▸ **Problem description**: Please print the whole listing again, exactly as shown.

▸ **Data extract**:
━━━━━━━━━━

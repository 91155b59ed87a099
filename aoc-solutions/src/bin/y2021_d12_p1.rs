aoc_solver::script_main!(aoc_solutions::my_solutions::year_2021::day_12::Solver, 1);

━━━━━━━━━━

▸ **Result of the task**:
repository 91155b59ed87a099
filename aoc-solutions/src/bin/y2021_d12_p1.rs
aoc_solver::script_main!(aoc_solutions::my_solutions::year_2021::day_12::Solver, 1);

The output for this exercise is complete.